## What you should do
Gather each line of the records where "await" appears.

## Source records

= = = = =

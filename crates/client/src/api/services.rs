//! Service catalogue endpoints.

use marketplace_shared::{
    ApiError, ApiResponse, CreateServiceRequest, Paginated, Service, ServiceCategory,
    ServiceFilters, UpdateServiceRequest,
};
use serde_json::Value;

use super::segment;
use crate::api_client::{ApiClient, RequestOptions};

#[derive(Debug, Clone)]
pub struct ServicesApi {
    client: ApiClient,
}

impl ServicesApi {
    pub fn new(client: ApiClient) -> Self {
        Self { client }
    }

    pub async fn get_services(
        &self,
        filters: &ServiceFilters,
    ) -> Result<ApiResponse<Paginated<Service>>, ApiError> {
        self.client
            .get_with("/services", RequestOptions::query(filters.to_query()))
            .await
    }

    pub async fn get_service(&self, id: &str) -> Result<ApiResponse<Service>, ApiError> {
        self.client.get(&format!("/services/{}", segment(id))).await
    }

    pub async fn get_categories(&self) -> Result<ApiResponse<Vec<ServiceCategory>>, ApiError> {
        self.client.get("/services/categories").await
    }

    pub async fn get_specialist_services(
        &self,
        specialist_id: &str,
    ) -> Result<ApiResponse<Vec<Service>>, ApiError> {
        self.client
            .get(&format!("/services/specialist/{}", segment(specialist_id)))
            .await
    }

    pub async fn create_service(
        &self,
        request: &CreateServiceRequest,
    ) -> Result<ApiResponse<Service>, ApiError> {
        self.client.post("/services", request).await
    }

    pub async fn update_service(
        &self,
        id: &str,
        request: &UpdateServiceRequest,
    ) -> Result<ApiResponse<Service>, ApiError> {
        self.client.put(&format!("/services/{}", segment(id)), request).await
    }

    pub async fn delete_service(&self, id: &str) -> Result<ApiResponse<Value>, ApiError> {
        self.client.delete(&format!("/services/{}", segment(id))).await
    }
}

= = = = =

## Task result
            .await
        self.client.get(&format!("/services/{}", segment(id))).await
        self.client.get("/services/categories").await
            .await
        self.client.post("/services", request).await
        self.client.put(&format!("/services/{}", segment(id)), request).await
        self.client.delete(&format!("/services/{}", segment(id))).await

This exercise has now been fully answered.